> **Task to complete**
In the entries below, how many lines contain "usize"? Answer with the number and nothing else.

### Data under study

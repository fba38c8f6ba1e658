//! Joint 3-D color histograms and their chi-square comparison.

use ndarray::Array3;

use crate::shared::frame::Frame;

pub const BINS_PER_CHANNEL: usize = 32;

const BIN_WIDTH: usize = 256 / BINS_PER_CHANNEL;

/// 32x32x32 histogram over channels 0-2, each bin divided by the pixel count.
///
/// Single-channel frames contribute their value to all three axes; a fourth
/// (alpha) channel is ignored.
pub fn joint_histogram(frame: &Frame) -> Array3<f32> {
    let mut hist = Array3::<f32>::zeros((BINS_PER_CHANNEL, BINS_PER_CHANNEL, BINS_PER_CHANNEL));
    if frame.is_empty() {
        return hist;
    }

    let c = frame.channels() as usize;
    for px in frame.data().chunks_exact(c) {
        let (a, b, d) = if c >= 3 {
            (px[0], px[1], px[2])
        } else {
            (px[0], px[0], px[0])
        };
        hist[[
            a as usize / BIN_WIDTH,
            b as usize / BIN_WIDTH,
            d as usize / BIN_WIDTH,
        ]] += 1.0;
    }

    let scale = 1.0 / frame.area() as f32;
    hist.mapv_inplace(|v| v * scale);
    hist
}

/// Alternative chi-square distance: `2 · Σ (a - b)² / (a + b)`.
///
/// Bins where both histograms are empty contribute nothing.
pub fn chi_square_alt(a: &Array3<f32>, b: &Array3<f32>) -> f32 {
    let sum: f64 = a
        .iter()
        .zip(b.iter())
        .map(|(&x, &y)| {
            let denom = (x + y) as f64;
            if denom.abs() > f64::EPSILON {
                let diff = (x - y) as f64;
                diff * diff / denom
            } else {
                0.0
            }
        })
        .sum();
    (2.0 * sum) as f32
}

#[cfg(test)]
mod tests {
    use super::*;
    use approx::assert_relative_eq;

    fn solid(w: u32, h: u32, px: &[u8]) -> Frame {
        Frame::new(px.repeat((w * h) as usize), w, h, px.len() as u8)
    }

    #[test]
    fn test_histogram_sums_to_one() {
        let mut frame = solid(4, 4, &[10, 200, 90]);
        frame.data_mut()[..3].copy_from_slice(&[255, 0, 0]);
        let hist = joint_histogram(&frame);
        assert_relative_eq!(hist.sum(), 1.0, epsilon = 1e-6);
        assert_relative_eq!(hist[[31, 0, 0]], 1.0 / 16.0);
        assert_relative_eq!(hist[[1, 25, 11]], 15.0 / 16.0);
    }

    #[test]
    fn test_gray_fills_diagonal() {
        let hist = joint_histogram(&solid(3, 3, &[64]));
        assert_relative_eq!(hist[[8, 8, 8]], 1.0);
    }

    #[test]
    fn test_alpha_is_ignored() {
        let rgb = joint_histogram(&solid(2, 2, &[1, 2, 3]));
        let rgba = joint_histogram(&solid(2, 2, &[1, 2, 3, 77]));
        assert_eq!(rgb, rgba);
    }

    #[test]
    fn test_empty_frame_gives_zero_histogram() {
        let hist = joint_histogram(&Frame::blank(0, 0, 3));
        assert_eq!(hist.sum(), 0.0);
    }

    #[test]
    fn test_chi_square_identical_is_zero() {
        let hist = joint_histogram(&solid(5, 5, &[100, 100, 100]));
        assert_relative_eq!(chi_square_alt(&hist, &hist), 0.0);
    }

    #[test]
    fn test_chi_square_disjoint_is_four() {
        // Two single-bin histograms with no overlap: 2 * (1/1 + 1/1)
        let a = joint_histogram(&solid(2, 2, &[0, 0, 0]));
        let b = joint_histogram(&solid(2, 2, &[255, 255, 255]));
        assert_relative_eq!(chi_square_alt(&a, &b), 4.0);
    }

    #[test]
    fn test_chi_square_is_symmetric() {
        let a = joint_histogram(&solid(2, 3, &[10, 50, 90]));
        let mut frame = solid(2, 3, &[10, 50, 90]);
        frame.data_mut()[0] = 250;
        let b = joint_histogram(&frame);
        assert_relative_eq!(chi_square_alt(&a, &b), chi_square_alt(&b, &a));
    }
}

######

> **Result below**
7